Given data:
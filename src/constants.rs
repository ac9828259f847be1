//! Fixed constants for the messaging layer.
//!
//! Timeouts here are not configurable. Every socket operation on the
//! command-processing thread carries one of them; a dead peer stalls the
//! node for at most about two of these bounds.
//!
//! # Categories
//!
//! - **Timeouts**: Transport connect, write and liveness bounds
//! - **Protocol limits**: Request parser guards
//! - **Shared replies**: Reply texts reused across commands
//! - **Network**: Listener defaults

use std::time::Duration;

// ============================================================================
// Timeouts
// ============================================================================

/// Bound on establishing an outbound connection to a peer node.
pub const CONNECT_TIMEOUT: Duration = Duration::from_millis(100);

/// Bound on each blocking write to a peer node.
///
/// Also applied to promoted subscriber connections so fan-out to a stuck
/// peer cannot hold up the command loop.
pub const WRITE_TIMEOUT: Duration = Duration::from_millis(100);

/// Bound on waiting for the reply to a liveness probe.
pub const LIVENESS_TIMEOUT: Duration = Duration::from_millis(100);

// ============================================================================
// Protocol limits
// ============================================================================

/// Maximum number of arguments in one multibulk command.
pub const MAX_MULTIBULK_ARGS: usize = 1024 * 1024;

/// Maximum length of a single bulk argument (512 MB).
pub const MAX_BULK_LEN: usize = 512 * 1024 * 1024;

/// Maximum length of an inline command line (64 KB).
pub const MAX_INLINE_LEN: usize = 64 * 1024;

/// Maximum nesting of `MESSAGE` payloads injected inside one another.
///
/// Deeper payloads are dropped unexecuted.
pub const MAX_INJECTION_DEPTH: usize = 16;

/// Read buffer size for socket reads.
pub const READ_BUFFER_SIZE: usize = 16 * 1024;

// ============================================================================
// Shared replies
// ============================================================================

/// Keyword sent as the liveness probe.
pub const PROBE_KEYWORD: &str = "PING";

/// Error text returned to a client whose remote subscribe probe failed.
pub const SUBSCRIBE_PROBE_ERR: &str = "ERR remote subscribe failed: peer did not answer PING";

// ============================================================================
// Network
// ============================================================================

/// Default port a node listens on.
pub const DEFAULT_PORT: u16 = 6390;
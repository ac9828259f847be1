//! Lua runtime management.
//!
//! Provides [`ScriptRuntime`], which owns the Lua interpreter state with the
//! primitives registered, and converts script results into protocol replies
//! for the `EVAL` command.

use std::path::{Path, PathBuf};

use anyhow::{anyhow, Context, Result};
use mlua::{Lua, Table, Value};

use super::primitives;
use crate::protocol::Reply;

/// Nested tables deeper than this convert to nil.
const MAX_REPLY_DEPTH: usize = 32;

/// Lua scripting runtime for a node.
///
/// The Lua state is neither `Send` nor `Sync`; a runtime lives on the
/// thread that created it, like the node that owns it.
pub struct ScriptRuntime {
    /// The Lua interpreter state.
    lua: Lua,
    /// Directory relative script paths resolve against.
    script_dir: Option<PathBuf>,
}

impl std::fmt::Debug for ScriptRuntime {
    fn fmt(&self, f: &mut std::fmt::Formatter<'_>) -> std::fmt::Result {
        f.debug_struct("ScriptRuntime")
            .field("script_dir", &self.script_dir)
            .finish_non_exhaustive()
    }
}

impl ScriptRuntime {
    /// Create a runtime with the `log` and `messaging` tables registered.
    ///
    /// # Errors
    ///
    /// Returns an error if primitive registration fails.
    pub fn new() -> Result<Self> {
        let lua = Lua::new();
        primitives::register_all(&lua)?;
        Ok(Self {
            lua,
            script_dir: None,
        })
    }

    /// Create a runtime that loads scripts and `require`d modules from `dir`.
    ///
    /// # Errors
    ///
    /// Returns an error if the runtime cannot be created or `package.path`
    /// cannot be updated.
    pub fn with_script_dir(dir: &Path) -> Result<Self> {
        let mut runtime = Self::new()?;
        runtime.prepend_package_path(dir)?;
        runtime.script_dir = Some(dir.to_path_buf());
        Ok(runtime)
    }

    /// Directory relative script paths resolve against, if any.
    #[must_use]
    pub fn script_dir(&self) -> Option<&Path> {
        self.script_dir.as_deref()
    }

    /// Access the underlying Lua state.
    #[must_use]
    pub fn lua(&self) -> &Lua {
        &self.lua
    }

    fn prepend_package_path(&self, dir: &Path) -> Result<()> {
        let package: Table = self
            .lua
            .globals()
            .get("package")
            .map_err(|e| anyhow!("Failed to get package table: {e}"))?;
        let current: String = package
            .get("path")
            .map_err(|e| anyhow!("Failed to get package.path: {e}"))?;

        let new_path = format!(
            "{dir}/?.lua;{dir}/?/init.lua;{current}",
            dir = dir.display()
        );
        package
            .set("path", new_path)
            .map_err(|e| anyhow!("Failed to set package.path: {e}"))?;
        Ok(())
    }

    /// Load and execute a Lua file.
    ///
    /// Relative paths resolve against the script directory when one is set.
    ///
    /// # Errors
    ///
    /// Returns an error if the file cannot be read or the script fails.
    pub fn exec_file(&self, path: &Path) -> Result<()> {
        let full_path = match &self.script_dir {
            Some(dir) if path.is_relative() => dir.join(path),
            _ => path.to_path_buf(),
        };
        let source = std::fs::read_to_string(&full_path)
            .with_context(|| format!("Failed to read Lua file: {}", full_path.display()))?;

        self.lua
            .load(&source)
            .set_name(full_path.to_string_lossy())
            .exec()
            .map_err(|e| anyhow!("Failed to execute Lua file {}: {e}", full_path.display()))?;

        log::debug!("Loaded Lua file: {}", full_path.display());
        Ok(())
    }

    /// Run `source` and convert its first return value to a reply.
    ///
    /// # Errors
    ///
    /// Returns an error if the chunk fails to compile or raises.
    pub fn eval(&self, source: &str) -> Result<Reply> {
        let value: Value = self
            .lua
            .load(source)
            .set_name("eval")
            .eval()
            .map_err(|e| anyhow!("{e}"))?;
        Ok(value_to_reply(&value, 0))
    }
}

/// Convert a Lua value to a reply.
///
/// Strings become bulk replies and numbers integers (floats truncated).
/// `true` is `:1` and `false` nil. A table with an `err` or `ok` string
/// field becomes an error or status reply; any other table is read as a
/// sequence and becomes an array.
fn value_to_reply(value: &Value, depth: usize) -> Reply {
    match value {
        Value::String(s) => Reply::Bulk(s.as_bytes().to_vec()),
        Value::Integer(n) => Reply::Integer(*n),
        Value::Number(n) => Reply::Integer(n.trunc() as i64),
        Value::Boolean(true) => Reply::Integer(1),
        Value::Table(t) if depth < MAX_REPLY_DEPTH => table_to_reply(t, depth),
        Value::Error(e) => Reply::error(format!("ERR {e}")),
        _ => Reply::Nil,
    }
}

fn table_to_reply(table: &Table, depth: usize) -> Reply {
    if let Ok(Some(msg)) = table.get::<Option<String>>("err") {
        return Reply::Error(msg);
    }
    if let Ok(Some(status)) = table.get::<Option<String>>("ok") {
        return Reply::Status(status);
    }
    let items = table
        .sequence_values::<Value>()
        .map_while(Result::ok)
        .map(|v| value_to_reply(&v, depth + 1))
        .collect();
    Reply::Array(items)
}
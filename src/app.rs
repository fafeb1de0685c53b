//! Application state: ties the session, the player and the view together.

use crate::config::Config;
use crate::player::{PlaybackState, Player, PlayerError};
use crate::session::Session;
use crate::source::DurationProbe;
use crate::ui::View;
use std::time::Duration;

/// Which screen has the keyboard.
#[derive(Debug, Clone, Copy, PartialEq, Eq)]
pub enum UiMode {
    Normal,
    Help,
}

/// Highlighted row of the playlist table, independent of the playing
/// track.
#[derive(Debug, Clone, Copy, Default, PartialEq, Eq)]
pub struct Cursor(usize);

impl Cursor {
    pub fn index(self) -> usize {
        self.0
    }

    pub fn set(&mut self, index: usize) {
        self.0 = index;
    }

    pub fn up(&mut self) {
        self.0 = self.0.saturating_sub(1);
    }

    /// Moves down, staying on the last of `rows`.
    pub fn down(&mut self, rows: usize) {
        if self.0 + 1 < rows {
            self.0 += 1;
        }
    }

    /// Pulls the cursor back onto the table after it shrank to `rows`.
    pub fn clamp(&mut self, rows: usize) {
        self.0 = self.0.min(rows.saturating_sub(1));
    }
}

/// What removing a row did to the playing track.
#[derive(Debug, Clone, Copy, PartialEq, Eq)]
enum Removal {
    Other,
    Current,
    LastTrack,
}

/// Removes the row under `cursor` and keeps the cursor on the table.
fn remove_row(session: &mut Session, cursor: &mut Cursor) -> Option<Removal> {
    let was_current = session.current_index() == Some(cursor.index());
    session.remove_at(cursor.index())?;
    cursor.clamp(session.playlist().len());

    Some(match (was_current, session.current_track()) {
        (false, _) => Removal::Other,
        (true, Some(_)) => Removal::Current,
        (true, None) => Removal::LastTrack,
    })
}

/// Moves the session past a finished track. `false` means playback stops.
fn advance_after_end(session: &mut Session) -> bool {
    session.on_track_ended().is_some()
}

/// Main application state.
pub struct App {
    player: Player,
    session: Session,
    config: Config,
    probe: DurationProbe,
    running: bool,
    ui_mode: UiMode,
    cursor: Cursor,
    message: Option<String>,
}

impl App {
    /// Creates the app and applies the configured playback settings to the
    /// session.
    pub fn new(
        mut session: Session,
        config: Config,
        probe: DurationProbe,
    ) -> Result<Self, PlayerError> {
        let mut player = Player::new()?;
        player.set_volume(config.playback.volume);

        session.set_repeat(config.playback.repeat);
        if config.playback.shuffle {
            session.toggle_shuffle();
        }

        Ok(Self {
            player,
            session,
            config,
            probe,
            running: true,
            ui_mode: UiMode::Normal,
            cursor: Cursor::default(),
            message: None,
        })
    }

    /// Starts playing the current track.
    pub fn start(&mut self) {
        self.load_current(true);
    }

    /// Applies background results and reacts to the end of a track.
    /// Called once per loop iteration.
    pub fn update(&mut self) {
        for (source, duration) in self.probe.drain() {
            log::debug!("Duration of {}: {:?}", source.display(), duration);
            self.session.set_duration(&source, duration);
            self.player.learn_duration(&source, duration);
        }

        if self.player.has_track() && self.player.is_finished() {
            if advance_after_end(&mut self.session) {
                self.load_current(true);
            } else {
                log::info!("End of playlist");
                self.player.stop();
            }
        }
    }

    /// Handles play/pause toggle. Restarts the current track after the
    /// playlist ran out.
    pub fn toggle_play_pause(&mut self) {
        if self.player.has_track() {
            self.player.toggle_play_pause();
        } else {
            self.load_current(true);
        }
    }

    pub fn next_track(&mut self) {
        if self.session.next().is_some() {
            self.load_current(self.keeps_playing());
        }
    }

    pub fn previous_track(&mut self) {
        if self.session.previous().is_some() {
            self.load_current(self.keeps_playing());
        }
    }

    pub fn seek_forward(&mut self) {
        let step = self.seek_step();
        let result = self.player.seek_forward(step);
        self.report(result);
    }

    pub fn seek_backward(&mut self) {
        let step = self.seek_step();
        let result = self.player.seek_backward(step);
        self.report(result);
    }

    pub fn toggle_shuffle(&mut self) {
        self.session.toggle_shuffle();
        self.cursor.set(self.session.current_index().unwrap_or(0));
    }

    pub fn cycle_repeat(&mut self) {
        self.session.cycle_repeat();
        log::debug!("Repeat: {:?}", self.session.repeat_mode());
    }

    pub fn cursor_up(&mut self) {
        self.cursor.up();
    }

    pub fn cursor_down(&mut self) {
        self.cursor.down(self.session.playlist().len());
    }

    /// Plays the track under the cursor.
    pub fn play_selected(&mut self) {
        if self.session.goto(self.cursor.index()).is_some() {
            self.load_current(true);
        }
    }

    /// Removes the track under the cursor. Removing the playing track moves
    /// playback to the track that takes its place.
    pub fn remove_selected(&mut self) {
        let keep_playing = self.keeps_playing();
        match remove_row(&mut self.session, &mut self.cursor) {
            Some(Removal::Current) => self.load_current(keep_playing),
            Some(Removal::LastTrack) => self.player.stop(),
            Some(Removal::Other) | None => {}
        }
    }

    pub fn ui_mode(&self) -> UiMode {
        self.ui_mode
    }

    pub fn set_ui_mode(&mut self, mode: UiMode) {
        self.ui_mode = mode;
    }

    pub fn config(&self) -> &Config {
        &self.config
    }

    /// Quits the application.
    pub fn quit(&mut self) {
        self.running = false;
    }

    /// Returns whether the app is running.
    pub fn is_running(&self) -> bool {
        self.running
    }

    /// Snapshot for drawing the next frame.
    pub fn view(&self) -> View<'_> {
        View {
            session: &self.session,
            config: &self.config,
            state: self.player.state(),
            position: self.player.current_position(),
            duration: self.player.duration(),
            cursor: self.cursor.index(),
            show_help: self.ui_mode == UiMode::Help,
            message: self.message.as_deref(),
        }
    }

    fn seek_step(&self) -> Duration {
        Duration::from_secs(u64::from(self.config.playback.seek_step))
    }

    fn keeps_playing(&self) -> bool {
        self.player.state() == PlaybackState::Playing
    }

    /// Loads the session's current track into the player, skipping ahead
    /// past tracks that cannot be played.
    fn load_current(&mut self, autoplay: bool) {
        let player = &mut self.player;
        let mut skipped = None;
        let outcome = self.session.load_playable(|track| {
            player.load_track(&track.source, track.duration).inspect_err(|e| {
                log::warn!("{}", e);
                skipped = Some(e.to_string());
            })
        });

        match outcome {
            Some(Ok(())) => {
                self.message = skipped;
                if autoplay {
                    self.player.play();
                }
                if let Some(index) = self.session.current_index() {
                    self.cursor.set(index);
                }
            }
            Some(Err(e)) => {
                self.player.stop();
                self.message = Some(e.to_string());
            }
            None => self.player.stop(),
        }
    }

    fn report(&mut self, result: Result<(), PlayerError>) {
        if let Err(e) = result {
            log::warn!("{}", e);
            self.message = Some(e.to_string());
        }
    }
}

Problem requirements: What lines of the data contain the string "playlist"? List them.

Output of the exercise:
/// Highlighted row of the playlist table, independent of the playing
    cursor.clamp(session.playlist().len());
                log::info!("End of playlist");
    /// playlist ran out.
        self.cursor.down(self.session.playlist().len());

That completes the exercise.